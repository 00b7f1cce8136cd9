use std::collections::HashMap;

use nalgebra::{DVector, Point3};

use crate::{
    config::setup::objects::{FluidBlockConfig, ObjectId, RigidBodyConfig},
    error::{DuplicateObjectIdError, RegistryError},
    geometry::{lattice, mesh::TriangleMesh},
};

#[derive(Debug, Clone, Copy, PartialEq, Eq, Hash, derive_more::Display)]
pub enum Material {
    Fluid,
    Rigid,
}

/// A fluid block together with its lattice particle count.
#[derive(Debug, Clone, PartialEq)]
pub struct FluidBlock {
    pub config: FluidBlockConfig,
    pub particle_num: usize,
}

impl FluidBlock {
    /// Lattice positions of the block's particles; `particle_num` of them when
    /// `pitch` is the diameter the block was counted with. `None` if the
    /// lattice at `pitch` has more points than a `usize` can count.
    pub fn positions(&self, pitch: f64) -> Option<Vec<DVector<f64>>> {
        lattice(&self.config.start(), &self.config.end(), pitch)
    }
}

/// A rigid body sampled into particles, with the world-space mesh it was
/// sampled from.
#[derive(Debug, Clone, PartialEq)]
pub struct RigidBody {
    pub config: RigidBodyConfig,
    pub points: Vec<Point3<f64>>,
    pub mesh: TriangleMesh,
}

impl RigidBody {
    pub fn particle_num(&self) -> usize {
        self.points.len()
    }
}

#[derive(Debug, Clone, PartialEq)]
pub enum SceneObject {
    Fluid(FluidBlock),
    Rigid(RigidBody),
}

impl SceneObject {
    pub fn object_id(&self) -> ObjectId {
        match self {
            SceneObject::Fluid(b) => b.config.object_id,
            SceneObject::Rigid(b) => b.config.object_id,
        }
    }

    pub fn material(&self) -> Material {
        match self {
            SceneObject::Fluid(_) => Material::Fluid,
            SceneObject::Rigid(_) => Material::Rigid,
        }
    }

    pub fn particle_num(&self) -> usize {
        match self {
            SceneObject::Fluid(b) => b.particle_num,
            SceneObject::Rigid(b) => b.particle_num(),
        }
    }
}

/// Every scene object by id, in registration order, with running particle
/// totals. Objects can be added but never replaced or removed.
#[derive(Debug, Clone, Default)]
pub struct ObjectRegistry {
    objects: Vec<SceneObject>,
    index: HashMap<ObjectId, usize>,
    total_fluid_particle_num: usize,
    total_rigid_particle_num: usize,
    total_particle_num: usize,
}

impl ObjectRegistry {
    pub fn new() -> Self {
        Self::default()
    }

    /// Adds an object, leaving the registry untouched if its id is taken or
    /// its particles would overflow the running total.
    pub fn register(&mut self, object: SceneObject) -> Result<&SceneObject, RegistryError> {
        let id = object.object_id();
        if self.index.contains_key(&id) {
            return Err(DuplicateObjectIdError(id).into());
        }

        let n = object.particle_num();
        self.total_particle_num = self
            .total_particle_num
            .checked_add(n)
            .ok_or(RegistryError::ParticleCountOverflow(id))?;
        // Each per-material total is bounded by the overall one.
        match object.material() {
            Material::Fluid => self.total_fluid_particle_num += n,
            Material::Rigid => self.total_rigid_particle_num += n,
        }

        let i = self.objects.len();
        self.index.insert(id, i);
        self.objects.push(object);
        Ok(&self.objects[i])
    }

    pub fn get(&self, id: ObjectId) -> Option<&SceneObject> {
        self.index.get(&id).map(|&i| &self.objects[i])
    }

    pub fn contains(&self, id: ObjectId) -> bool {
        self.index.contains_key(&id)
    }

    pub fn len(&self) -> usize {
        self.objects.len()
    }

    pub fn is_empty(&self) -> bool {
        self.objects.is_empty()
    }

    pub fn iter(&self) -> impl Iterator<Item = &SceneObject> {
        self.objects.iter()
    }

    pub fn fluid_blocks(&self) -> impl Iterator<Item = &FluidBlock> {
        self.objects.iter().filter_map(|o| match o {
            SceneObject::Fluid(b) => Some(b),
            SceneObject::Rigid(_) => None,
        })
    }

    pub fn rigid_bodies(&self) -> impl Iterator<Item = &RigidBody> {
        self.objects.iter().filter_map(|o| match o {
            SceneObject::Rigid(b) => Some(b),
            SceneObject::Fluid(_) => None,
        })
    }

    /// Ids of rigid objects, in registration order.
    pub fn rigid_object_ids(&self) -> Vec<ObjectId> {
        self.rigid_bodies().map(|b| b.config.object_id).collect()
    }

    pub fn total_fluid(&self) -> usize {
        self.total_fluid_particle_num
    }

    pub fn total_rigid(&self) -> usize {
        self.total_rigid_particle_num
    }

    pub fn total(&self) -> usize {
        self.total_particle_num
    }
}
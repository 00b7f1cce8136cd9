pub mod objects;
pub mod parameters;

use std::{collections::HashSet, fs::File, io::Read, path::Path};

use crate::{
    discretize::fluid::fluid_particle_num,
    error::{ConfigError, ConfigValidationError, DuplicateObjectIdError},
};

use self::{
    objects::{FluidBlockConfig, ObjectId, RigidBodyConfig},
    parameters::{DomainConfig, PartitionParams},
};

#[derive(serde::Serialize, serde::Deserialize, Debug, Clone, PartialEq)]
pub struct SceneConfig {
    #[serde(rename = "Configuration")]
    pub configuration: DomainConfig,
    #[serde(rename = "FluidBlocks", default)]
    pub fluid_blocks: Vec<FluidBlockConfig>,
    #[serde(rename = "RigidBodies", default)]
    pub rigid_bodies: Vec<RigidBodyConfig>,
}

impl SceneConfig {
    /// Reads a scene description. `.json` files are parsed as JSON, anything
    /// else as YAML.
    pub fn parse<P: AsRef<Path>>(path: P) -> Result<Self, ConfigError> {
        let path = path.as_ref();
        let io_error = |source| ConfigError::Io {
            path: path.to_path_buf(),
            source,
        };
        let mut file = File::open(path).map_err(io_error)?;
        let mut contents = String::new();
        file.read_to_string(&mut contents).map_err(io_error)?;

        let is_json = path
            .extension()
            .is_some_and(|ext| ext.eq_ignore_ascii_case("json"));
        let config: SceneConfig = if is_json {
            serde_json::from_str(&contents)?
        } else {
            serde_yaml::from_str(&contents)?
        };
        config.validate()?;
        Ok(config)
    }

    pub fn dim(&self) -> usize {
        self.configuration.dim()
    }

    /// Checks everything that can be checked without touching geometry files,
    /// including that the fluid particle counts can be totalled.
    pub fn validate(&self) -> Result<(), ConfigValidationError> {
        let partition = PartitionParams::new(&self.configuration)?;
        let dim = partition.dim;

        let mut fluid_total = 0usize;
        for block in &self.fluid_blocks {
            block.validate(dim)?;
            let diameter = partition.particle_diameter;
            fluid_total = fluid_particle_num(&block.start(), &block.end(), diameter)
                .and_then(|n| fluid_total.checked_add(n))
                .ok_or(ConfigValidationError::ParticleCountOverflow(block.object_id))?;
        }
        for body in &self.rigid_bodies {
            if dim != 3 {
                return Err(ConfigValidationError::RigidBodyInPlanarDomain(body.object_id));
            }
            body.transform()?;
        }

        let mut seen = HashSet::new();
        for id in self.object_ids() {
            if !seen.insert(id) {
                return Err(DuplicateObjectIdError(id).into());
            }
        }
        Ok(())
    }

    /// Fluid blocks first, then rigid bodies, each in file order.
    pub fn object_ids(&self) -> impl Iterator<Item = ObjectId> + '_ {
        self.fluid_blocks
            .iter()
            .map(|b| b.object_id)
            .chain(self.rigid_bodies.iter().map(|b| b.object_id))
    }
}
use std::path::PathBuf;

use thiserror::Error;

use crate::config::setup::objects::ObjectId;

/// Failure to read a scene description from disk.
#[derive(Debug, Error)]
pub enum ConfigError {
    #[error("could not read scene file {}: {source}", path.display())]
    Io {
        path: PathBuf,
        source: std::io::Error,
    },

    #[error("could not parse YAML scene: {0}")]
    Yaml(#[from] serde_yaml::Error),

    #[error("could not parse JSON scene: {0}")]
    Json(#[from] serde_json::Error),

    #[error(transparent)]
    Validation(#[from] ConfigValidationError),
}

/// Scene data that cannot describe a feasible simulation.
#[derive(Debug, Clone, PartialEq, Error)]
pub enum ConfigValidationError {
    #[error("domain must be 2- or 3-dimensional, got {0} components")]
    UnsupportedDimension(usize),

    #[error("{field} has {found} components, expected {expected}")]
    DimensionMismatch {
        field: String,
        expected: usize,
        found: usize,
    },

    #[error("{field} contains a non-finite value")]
    NonFinite { field: String },

    #[error("domain extent along axis {axis} is not positive (start {start}, end {end})")]
    NonPositiveDomainExtent { axis: usize, start: f64, end: f64 },

    #[error("particle radius must be positive, got {0}")]
    NonPositiveRadius(f64),

    #[error("rest density must be positive, got {0}")]
    NonPositiveDensity(f64),

    #[error("rigid body {0} has no rotationAxis")]
    MissingRotationAxis(ObjectId),

    #[error("rigid body {0} has a zero-length rotationAxis")]
    ZeroRotationAxis(ObjectId),

    #[error("rigid body {id} has non-positive scale {scale}")]
    NonPositiveScale { id: ObjectId, scale: f64 },

    #[error("rigid body {0} requires a three-dimensional domain")]
    RigidBodyInPlanarDomain(ObjectId),

    #[error("object {0} pushes the particle count past {}", usize::MAX)]
    ParticleCountOverflow(ObjectId),

    #[error("background grid has more cells than fit in a usize")]
    GridCellCountOverflow,

    #[error(transparent)]
    DuplicateObjectId(#[from] DuplicateObjectIdError),
}

#[derive(Debug, Clone, Copy, PartialEq, Eq, Error)]
#[error("object id {0} is used more than once")]
pub struct DuplicateObjectIdError(pub ObjectId);

/// Why an object was not added to the registry. The registry is unchanged
/// after either.
#[derive(Debug, Clone, Copy, PartialEq, Eq, Error)]
pub enum RegistryError {
    #[error(transparent)]
    DuplicateObjectId(#[from] DuplicateObjectIdError),

    #[error("object {0} pushes the particle total past {}", usize::MAX)]
    ParticleCountOverflow(ObjectId),
}

/// A rigid-body mesh that could not be turned into a triangle mesh.
#[derive(Debug, Error)]
pub enum GeometryLoadError {
    #[error("geometry file {} does not exist", .0.display())]
    NotFound(PathBuf),

    #[error("unsupported geometry format for {}, expected a Wavefront .obj file", .0.display())]
    UnsupportedFormat(PathBuf),

    #[error("could not parse {}: {source}", path.display())]
    Obj {
        path: PathBuf,
        source: tobj::LoadError,
    },

    #[error("{} contains no triangles", .0.display())]
    EmptyMesh(PathBuf),

    #[error(
        "{} references vertex {index} but only has {n_vertices} vertices",
        path.display()
    )]
    FaceIndexOutOfRange {
        path: PathBuf,
        index: usize,
        n_vertices: usize,
    },
}

/// Anything that aborts scene setup. No partial registry survives one of these.
#[derive(Debug, Error)]
pub enum SetupError {
    #[error(transparent)]
    Config(ConfigValidationError),

    #[error("rigid body {id}: {source}")]
    GeometryLoad {
        id: ObjectId,
        source: GeometryLoadError,
    },

    #[error(transparent)]
    DuplicateObjectId(#[from] DuplicateObjectIdError),
}

impl From<ConfigValidationError> for SetupError {
    fn from(e: ConfigValidationError) -> Self {
        match e {
            ConfigValidationError::DuplicateObjectId(e) => SetupError::DuplicateObjectId(e),
            e => SetupError::Config(e),
        }
    }
}

impl From<RegistryError> for SetupError {
    fn from(e: RegistryError) -> Self {
        match e {
            RegistryError::DuplicateObjectId(e) => SetupError::DuplicateObjectId(e),
            RegistryError::ParticleCountOverflow(id) => {
                SetupError::Config(ConfigValidationError::ParticleCountOverflow(id))
            }
        }
    }
}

PROBLEM DESCRIPTION:
Go through the listing above and write out exactly the lines starting with the one holding "#[derive(Debug, Clone, Default)]" and running through the one holding "pub fn len(&self)", ends included, and no others.

EXERCISE ANSWER:
#[derive(Debug, Clone, Default)]
pub struct ObjectRegistry {
    objects: Vec<SceneObject>,
    index: HashMap<ObjectId, usize>,
    total_fluid_particle_num: usize,
    total_rigid_particle_num: usize,
    total_particle_num: usize,
}

impl ObjectRegistry {
    pub fn new() -> Self {
        Self::default()
    }

    /// Adds an object, leaving the registry untouched if its id is taken or
    /// its particles would overflow the running total.
    pub fn register(&mut self, object: SceneObject) -> Result<&SceneObject, RegistryError> {
        let id = object.object_id();
        if self.index.contains_key(&id) {
            return Err(DuplicateObjectIdError(id).into());
        }

        let n = object.particle_num();
        self.total_particle_num = self
            .total_particle_num
            .checked_add(n)
            .ok_or(RegistryError::ParticleCountOverflow(id))?;
        // Each per-material total is bounded by the overall one.
        match object.material() {
            Material::Fluid => self.total_fluid_particle_num += n,
            Material::Rigid => self.total_rigid_particle_num += n,
        }

        let i = self.objects.len();
        self.index.insert(id, i);
        self.objects.push(object);
        Ok(&self.objects[i])
    }

    pub fn get(&self, id: ObjectId) -> Option<&SceneObject> {
        self.index.get(&id).map(|&i| &self.objects[i])
    }

    pub fn contains(&self, id: ObjectId) -> bool {
        self.index.contains_key(&id)
    }

    pub fn len(&self) -> usize {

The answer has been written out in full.